After code is successfully compiled, you are well on your way to finishing your VBScript project. At times, however, you may encounter a syntax error, such as a misspelled variable name or logic errors, such as a bug, in your code.
When you encounter such a situation, you can either examine the code itself, or you can use a script debugger, which is a program designed to aid you in locating the grammar and logic errors in your script. Before using the debugger, close all programs that host active scripting. You can find a list of these by clicking the Running Documents button on the debugger toolbar.
Activate Microsoft Script Debugger in two ways:
Enable Auto-Debug VBScript in the VBScript Management window (Management | VBScript Management). SeeVBScript Management (page VBScript Management). This causes every VBScript to open in the Microsoft Script Debugger each time it runs, whether you are processing a batch or running individual images through Interactive Processing. If you have multiple scripts on the template, this option is not recommended.
The alternative to the Auto-Debug VBScript option is to put a Stop at the script's beginning to debug. This causes the individual script to open in the Microsoft Script Debugger when it is run.
If the Microsoft Script Debugger is not already installed on your PC, seeInstall and Enable the Microsoft Script Debugger (page Install and Enable the Microsoft Script Debugger).
Always test your code thoroughly before implementation. A good test plan should:
- Include plenty of line data.
- Have some blank zones-see what happens if the zone is not populated.
- Be Verified just like the real operators do it; press [Page Up] and [Page Down] to ensure that your code can handle unexpected situations.
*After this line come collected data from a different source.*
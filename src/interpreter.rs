use crate::builtin::{Cd, CommandFactory, Exit, Status};
use crate::command::{self, MAX_LINE};
use crate::env::Environment;
use crate::exec::{self, ExitOutcome, Spawned};
use crate::expansion::expand_pid;
use crate::jobs::JobRegistry;
use crate::signals::{self, Mode, ModeWatcher};
use anyhow::Result;
use nix::unistd::getpid;
use rustyline::DefaultEditor;
use rustyline::error::ReadlineError;
use std::io::{self, Write};
use tracing::debug;

/// Factory allows creating instances of ExecutableCommand.
///
/// Only supports the builtins defined in this crate — one factory per
/// builtin type.
pub(crate) struct Factory<T> {
    _phantom: std::marker::PhantomData<T>,
}

impl<T> Default for Factory<T> {
    fn default() -> Self {
        Self {
            _phantom: std::marker::PhantomData,
        }
    }
}

/// The interactive command interpreter.
///
/// Reads one line at a time, expands the pid variable, and dispatches the
/// parsed command either to a builtin or to the execution engine. Spawned
/// background jobs land in the [`JobRegistry`] and are reaped
/// non-blockingly before each prompt; the stop-signal toggle observed
/// through a [`ModeWatcher`] decides whether the background suffix is
/// honored at all.
///
/// Example
/// ```no_run
/// use jobshell::Interpreter;
/// let mut sh = Interpreter::default();
/// sh.repl().unwrap();
/// ```
pub struct Interpreter {
    env: Environment,
    builtins: Vec<Box<dyn CommandFactory>>,
    jobs: JobRegistry,
    modes: ModeWatcher,
    pid: String,
}

impl Interpreter {
    /// Create a new interpreter with a custom set of builtin factories.
    pub(crate) fn new(builtins: Vec<Box<dyn CommandFactory>>) -> Self {
        Self {
            env: Environment::new(),
            builtins,
            jobs: JobRegistry::new(),
            modes: ModeWatcher::new(),
            pid: getpid().to_string(),
        }
    }

    /// The interpreter's own pid, as substituted for the `$$` variable.
    pub fn pid(&self) -> &str {
        &self.pid
    }

    /// Interpreter-level state: working directory, last foreground
    /// status, exit flag.
    pub fn env(&self) -> &Environment {
        &self.env
    }

    /// The background jobs currently in flight.
    pub fn jobs(&self) -> &JobRegistry {
        &self.jobs
    }

    /// Run the read-eval-print loop until `exit` or end of input.
    ///
    /// Each cycle announces a pending mode transition, reaps finished
    /// background jobs, then blocks reading one line. The interrupt key
    /// discards the current line and re-prompts; it never terminates the
    /// interpreter itself.
    pub fn repl(&mut self) -> Result<()> {
        signals::install()?;
        let mut rl = DefaultEditor::new()?;
        println!("jobshell running under pid {}", self.pid);

        loop {
            let mut stdout = io::stdout();
            self.announce_mode(&mut stdout)?;
            self.report_finished_jobs(&mut stdout)?;

            match rl.readline(": ") {
                Ok(line) => {
                    rl.add_history_entry(line.as_str())?;
                    self.eval_line(&line, &mut stdout)?;
                    if self.env.should_exit {
                        break;
                    }
                }
                Err(ReadlineError::Interrupted) => continue,
                Err(ReadlineError::Eof) => break,
                Err(err) => return Err(err.into()),
            }
        }

        // Shutdown sweep: drop whatever is still running, without waiting.
        self.jobs.drain_all();
        Ok(())
    }

    /// Evaluate one raw input line end to end, writing every
    /// operator-facing report to `out`.
    ///
    /// All command-level failures (parse errors, unopenable redirections,
    /// spawn failures) are reported and recovered here; only a broken
    /// output stream propagates as an error.
    pub fn eval_line(&mut self, line: &str, out: &mut dyn Write) -> Result<()> {
        if line.len() > MAX_LINE {
            writeln!(out, "input line exceeds {} bytes, ignored", MAX_LINE)?;
            return Ok(());
        }

        // Blank lines and comments never reach the parser.
        let trimmed = line.trim_start();
        if trimmed.is_empty() || trimmed.starts_with('#') {
            return Ok(());
        }

        let expanded = expand_pid(line, &self.pid);
        let mut cmd = match command::parse(&expanded) {
            Ok(cmd) => cmd,
            Err(err) => {
                writeln!(out, "{}", err)?;
                return Ok(());
            }
        };
        debug!(name = %cmd.name, background = cmd.background, "dispatching");

        let argv: Vec<&str> = cmd.args.iter().map(|s| s.as_str()).collect();
        for factory in &self.builtins {
            if let Some(builtin) = factory.try_create(&cmd.name, &argv[1..]) {
                return builtin.execute(out, &mut self.env);
            }
        }

        // The mode is re-read at the moment of dispatch, so a toggle that
        // arrived mid-line already applies to this command.
        let foreground_only = signals::current_mode() == Mode::ForegroundOnly;
        match exec::execute(&cmd, foreground_only) {
            Ok(Spawned::Foreground(outcome)) => {
                self.env.last_status = outcome;
                if let ExitOutcome::Signaled(_) = outcome {
                    writeln!(out, "{}", outcome)?;
                }
            }
            Ok(Spawned::Background(pid)) => {
                writeln!(out, "background pid {}", pid)?;
                cmd.pid = Some(pid);
                self.jobs.register(cmd);
            }
            Err(err) => {
                writeln!(out, "{:#}", err)?;
            }
        }
        Ok(())
    }

    /// Print the transition notice if the stop-signal toggled the mode
    /// since the last observation. The signal handler itself never
    /// prints; the notice is surfaced here, on the main thread.
    fn announce_mode(&mut self, out: &mut dyn Write) -> Result<()> {
        if let Some(mode) = self.modes.poll() {
            writeln!(out, "{}", mode.notice())?;
        }
        Ok(())
    }

    /// Reap finished background jobs and report one completion notice
    /// per reaped pid, in registration order.
    fn report_finished_jobs(&mut self, out: &mut dyn Write) -> Result<()> {
        for (pid, outcome) in self.jobs.sweep() {
            writeln!(out, "background pid {} is done: {}", pid, outcome)?;
        }
        Ok(())
    }
}

impl Default for Interpreter {
    /// Create an interpreter with the builtins `exit`, `cd` and `status`.
    fn default() -> Self {
        Self::new(vec![
            Box::new(Factory::<Exit>::default()),
            Box::new(Factory::<Cd>::default()),
            Box::new(Factory::<Status>::default()),
        ])
    }
}
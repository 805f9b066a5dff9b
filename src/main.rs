use anyhow::Result;
use jobshell::Interpreter;
use tracing_subscriber::EnvFilter;

fn main() -> Result<()> {
    // Diagnostics go to stderr so they never mix with command output.
    tracing_subscriber::fmt()
        .with_env_filter(EnvFilter::from_default_env())
        .with_writer(std::io::stderr)
        .init();

    Interpreter::default().repl()
}
use crate::command::Command;
use crate::exec::ExitOutcome;
use nix::sys::wait::{WaitPidFlag, WaitStatus, waitpid};
use nix::unistd::Pid;
use tracing::{debug, warn};

/// Ordered collection of commands currently running in the background.
///
/// The registry is the sole owner of every command it holds: registering
/// moves the command in, and an entry is dropped only once its process has
/// been confirmed terminated (or at shutdown, unconditionally). All
/// mutation happens on the single interpreter thread, so the only
/// structural requirement is that removal during a sweep keeps the
/// traversal cursor valid.
#[derive(Debug, Default)]
pub struct JobRegistry {
    jobs: Vec<Command>,
}

impl JobRegistry {
    pub fn new() -> Self {
        Self::default()
    }

    /// Move a freshly spawned background command into the registry.
    ///
    /// The command must already carry the pid [`execute`] assigned to it.
    /// A healthy registry never holds the same pid twice; the kernel does
    /// not reuse a pid while the earlier process remains unreaped here.
    ///
    /// [`execute`]: crate::exec::execute
    pub fn register(&mut self, cmd: Command) {
        debug_assert!(cmd.pid.is_some(), "registered a command without a pid");
        debug!(pid = ?cmd.pid, name = %cmd.name, "background job registered");
        self.jobs.push(cmd);
    }

    /// Poll every entry once, non-blockingly, in registration order.
    ///
    /// Entries whose process has terminated are removed and returned with
    /// their decoded outcome so the caller can report them; entries whose
    /// process is still alive are left untouched. Removal uses an index
    /// cursor that stays put after deleting the current element, so no
    /// survivor is skipped or visited twice.
    pub fn sweep(&mut self) -> Vec<(Pid, ExitOutcome)> {
        let mut finished = Vec::new();
        let mut i = 0;
        while i < self.jobs.len() {
            let Some(pid) = self.jobs[i].pid else {
                warn!("dropping registry entry without a pid");
                self.jobs.remove(i);
                continue;
            };
            match waitpid(pid, Some(WaitPidFlag::WNOHANG)) {
                Ok(WaitStatus::StillAlive) => i += 1,
                Ok(status) => match ExitOutcome::from_wait_status(&status) {
                    Some(outcome) => {
                        debug!(%pid, ?outcome, "background job reaped");
                        self.jobs.remove(i);
                        finished.push((pid, outcome));
                    }
                    // Stopped or continued: not a termination, keep it.
                    None => i += 1,
                },
                Err(err) => {
                    // ECHILD and friends: the process is gone but cannot
                    // be decoded. Drop the entry rather than poll forever.
                    warn!(%pid, %err, "background job lost without a wait status");
                    self.jobs.remove(i);
                }
            }
        }
        finished
    }

    /// Discard every remaining entry regardless of process state.
    ///
    /// Used only at shutdown; the interpreter does not block on stragglers.
    pub fn drain_all(&mut self) {
        if !self.jobs.is_empty() {
            debug!(count = self.jobs.len(), "dropping remaining background jobs");
        }
        self.jobs.clear();
    }

    pub fn len(&self) -> usize {
        self.jobs.len()
    }

    pub fn is_empty(&self) -> bool {
        self.jobs.is_empty()
    }
}
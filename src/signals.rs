use anyhow::{Context, Result};
use nix::libc;
use nix::sys::signal::{SaFlags, SigAction, SigHandler, SigSet, Signal, sigaction};
use std::sync::atomic::{AtomicBool, Ordering};

/// Process-wide flag backing foreground-only mode.
///
/// The stop-signal handler is the only writer besides test code, and it
/// performs nothing but this one atomic flip: printing the transition
/// notice is deferred to the main loop, which observes the flag through a
/// [`ModeWatcher`] the next time it is about to evaluate a command.
static FOREGROUND_ONLY: AtomicBool = AtomicBool::new(false);

/// Scheduling mode of the interpreter.
#[derive(Debug, Clone, Copy, PartialEq, Eq)]
pub enum Mode {
    /// The background suffix is honored.
    Normal,
    /// The background suffix is ignored; every command runs in the
    /// foreground.
    ForegroundOnly,
}

impl Mode {
    /// Operator-facing notice for the transition into this mode.
    pub fn notice(self) -> &'static str {
        match self {
            Mode::ForegroundOnly => "Entering foreground-only mode (& is now ignored)",
            Mode::Normal => "Exiting foreground-only mode (& is honored again)",
        }
    }
}

/// Read the mode as of this instant.
pub fn current_mode() -> Mode {
    if FOREGROUND_ONLY.load(Ordering::SeqCst) {
        Mode::ForegroundOnly
    } else {
        Mode::Normal
    }
}

extern "C" fn handle_stop_signal(_signo: libc::c_int) {
    // Async-signal context: one lock-free flip and nothing else.
    FOREGROUND_ONLY.fetch_xor(true, Ordering::SeqCst);
}

/// Install the interpreter's signal dispositions.
///
/// - `SIGTSTP` toggles foreground-only mode through
///   [`handle_stop_signal`]; `SA_RESTART` keeps the blocking line read and
///   the foreground wait from being aborted by the toggle.
/// - `SIGINT` is ignored by the interpreter process itself. Foreground
///   children restore the default disposition before replacing their
///   image, so the interrupt key still terminates them.
///
/// Call once at startup, before the first prompt.
pub fn install() -> Result<()> {
    let toggle = SigAction::new(
        SigHandler::Handler(handle_stop_signal),
        SaFlags::SA_RESTART,
        SigSet::empty(),
    );
    unsafe { sigaction(Signal::SIGTSTP, &toggle) }.context("installing SIGTSTP handler")?;

    let ignore = SigAction::new(SigHandler::SigIgn, SaFlags::SA_RESTART, SigSet::empty());
    unsafe { sigaction(Signal::SIGINT, &ignore) }.context("ignoring SIGINT")?;

    Ok(())
}

/// Tracks the last mode the main loop acted on, so transitions driven by
/// the asynchronous toggle can be announced exactly once each.
#[derive(Debug)]
pub struct ModeWatcher {
    last: Mode,
}

impl ModeWatcher {
    /// Start watching from the current mode without announcing it.
    pub fn new() -> Self {
        Self {
            last: current_mode(),
        }
    }

    /// Return the new mode if it changed since the previous observation.
    pub fn poll(&mut self) -> Option<Mode> {
        let mode = current_mode();
        if mode != self.last {
            self.last = mode;
            Some(mode)
        } else {
            None
        }
    }

    /// The mode as of the last observation.
    pub fn last_seen(&self) -> Mode {
        self.last
    }
}

impl Default for ModeWatcher {
    fn default() -> Self {
        Self::new()
    }
}

/// The flag is process-wide, so tests that toggle it or that depend on it
/// staying `Normal` take turns.
#[cfg(test)]
pub(crate) fn mode_test_lock() -> std::sync::MutexGuard<'static, ()> {
    use std::sync::{Mutex, OnceLock};
    static MUTEX: OnceLock<Mutex<()>> = OnceLock::new();
    MUTEX.get_or_init(|| Mutex::new(())).lock().unwrap()
}

#[cfg(test)]
mod tests {
    use super::*;
    use nix::sys::signal::raise;
    use std::sync::MutexGuard;

    fn lock_mode() -> MutexGuard<'static, ()> {
        mode_test_lock()
    }

    #[test]
    fn test_toggle_cycles_between_modes() {
        let _lock = lock_mode();
        FOREGROUND_ONLY.store(false, Ordering::SeqCst);

        assert_eq!(current_mode(), Mode::Normal);
        handle_stop_signal(libc::SIGTSTP);
        assert_eq!(current_mode(), Mode::ForegroundOnly);
        handle_stop_signal(libc::SIGTSTP);
        assert_eq!(current_mode(), Mode::Normal);
    }

    #[test]
    fn test_watcher_reports_each_transition_once() {
        let _lock = lock_mode();
        FOREGROUND_ONLY.store(false, Ordering::SeqCst);

        let mut watcher = ModeWatcher::new();
        assert_eq!(watcher.poll(), None);

        handle_stop_signal(libc::SIGTSTP);
        assert_eq!(watcher.poll(), Some(Mode::ForegroundOnly));
        assert_eq!(watcher.poll(), None);

        handle_stop_signal(libc::SIGTSTP);
        assert_eq!(watcher.poll(), Some(Mode::Normal));
        assert_eq!(watcher.last_seen(), Mode::Normal);
    }

    #[test]
    fn test_delivered_stop_signal_flips_the_flag() {
        let _lock = lock_mode();
        FOREGROUND_ONLY.store(false, Ordering::SeqCst);

        install().unwrap();
        raise(Signal::SIGTSTP).unwrap();
        assert_eq!(current_mode(), Mode::ForegroundOnly);

        raise(Signal::SIGTSTP).unwrap();
        assert_eq!(current_mode(), Mode::Normal);
    }

    #[test]
    fn test_notices_name_the_ampersand_semantics() {
        assert!(Mode::ForegroundOnly.notice().contains("ignored"));
        assert!(Mode::Normal.notice().contains("honored"));
    }
}
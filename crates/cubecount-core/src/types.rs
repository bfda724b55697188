use std::cmp::Ordering;

use glam::{IVec3, Vec3};

use crate::constants::GRID_SIZE;

/// One occupied unit cube. `x` and `z` index the 3x3 footprint grid,
/// `y` is the layer (0 = ground).
///
/// Cells order by layer first, then x, then z, so a sorted set of cells
/// reads bottom-up.
#[derive(Debug, Clone, Copy, PartialEq, Eq, Hash, Default)]
pub struct Cell {
    pub x: u8,
    pub y: u8,
    pub z: u8,
}

impl Cell {
    pub const fn new(x: u8, y: u8, z: u8) -> Self {
        Self { x, y, z }
    }

    /// The (x, z) position of this cell, ignoring its layer.
    pub const fn footprint(self) -> Footprint {
        Footprint::new(self.x, self.z)
    }

    /// True when x and z lie on the footprint grid.
    pub const fn on_grid(self) -> bool {
        self.x < GRID_SIZE && self.z < GRID_SIZE
    }

    pub fn to_ivec3(self) -> IVec3 {
        IVec3::new(self.x as i32, self.y as i32, self.z as i32)
    }

    /// World-space center of the unit cube occupying this cell.
    pub fn center(self) -> Vec3 {
        self.to_ivec3().as_vec3() + Vec3::splat(0.5)
    }
}

impl Ord for Cell {
    fn cmp(&self, other: &Self) -> Ordering {
        (self.y, self.x, self.z).cmp(&(other.y, other.x, other.z))
    }
}

impl PartialOrd for Cell {
    fn partial_cmp(&self, other: &Self) -> Option<Ordering> {
        Some(self.cmp(other))
    }
}

/// An (x, z) grid position, independent of layer.
#[derive(Debug, Clone, Copy, PartialEq, Eq, PartialOrd, Ord, Hash, Default)]
pub struct Footprint {
    pub x: u8,
    pub z: u8,
}

impl Footprint {
    pub const fn new(x: u8, z: u8) -> Self {
        Self { x, z }
    }

    /// Apparent depth under the fixed 315° view: `z - x`, in -2..=2.
    /// Larger values sit farther back (and higher on screen).
    pub const fn distance(self) -> i8 {
        self.z as i8 - self.x as i8
    }

    /// The cell at this footprint on layer `y`.
    pub const fn at(self, y: u8) -> Cell {
        Cell::new(self.x, y, self.z)
    }

    /// All footprints of the grid, x outer and z inner.
    pub fn all() -> impl Iterator<Item = Footprint> {
        (0..GRID_SIZE).flat_map(|x| (0..GRID_SIZE).map(move |z| Footprint::new(x, z)))
    }
}

/// Named sound effects the game triggers.
#[derive(Debug, Clone, Copy, PartialEq, Eq, Hash)]
pub enum SoundKind {
    Correct,
    Wrong,
    Victory,
}

impl SoundKind {
    pub fn name(self) -> &'static str {
        match self {
            SoundKind::Correct => "correct",
            SoundKind::Wrong => "wrong",
            SoundKind::Victory => "victory",
        }
    }
}

#[cfg(test)]
mod tests {
    use super::*;
    use crate::constants::FOOTPRINT_COUNT;
    use std::collections::BTreeSet;

    #[test]
    fn test_footprint_enumeration_order() {
        let all: Vec<Footprint> = Footprint::all().collect();
        assert_eq!(all.len(), FOOTPRINT_COUNT);
        assert_eq!(all[0], Footprint::new(0, 0));
        assert_eq!(all[1], Footprint::new(0, 1));
        assert_eq!(all[3], Footprint::new(1, 0));
        assert_eq!(all[8], Footprint::new(2, 2));
    }

    #[test]
    fn test_distance_range() {
        assert_eq!(Footprint::new(0, 2).distance(), 2);
        assert_eq!(Footprint::new(2, 0).distance(), -2);
        assert_eq!(Footprint::new(1, 1).distance(), 0);
        for fp in Footprint::all() {
            assert!((-2..=2).contains(&fp.distance()));
        }
    }

    #[test]
    fn test_cells_sort_bottom_up() {
        let set: BTreeSet<Cell> = [Cell::new(0, 1, 0), Cell::new(2, 0, 2), Cell::new(1, 0, 0)]
            .into_iter()
            .collect();
        let ys: Vec<u8> = set.iter().map(|c| c.y).collect();
        assert_eq!(ys, vec![0, 0, 1]);
        assert_eq!(set.iter().next(), Some(&Cell::new(1, 0, 0)));
    }

    #[test]
    fn test_cell_geometry() {
        let cell = Cell::new(2, 1, 0);
        assert_eq!(cell.footprint(), Footprint::new(2, 0));
        assert_eq!(cell.to_ivec3(), IVec3::new(2, 1, 0));
        assert_eq!(cell.center(), Vec3::new(2.5, 1.5, 0.5));
        assert!(cell.on_grid());
        assert!(!Cell::new(3, 0, 0).on_grid());
    }
}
When you process a form, either through Interactive Processing or batch processing, that activates the Script Debugger, the script appears in the Microsoft Script Debugger window. The Microsoft Script Debugger provides read-only access to your code. To change the code, you need to open the VBScript window. Testing and debugging require programming experience. For additional help with the debugger interface, refer to its Help file.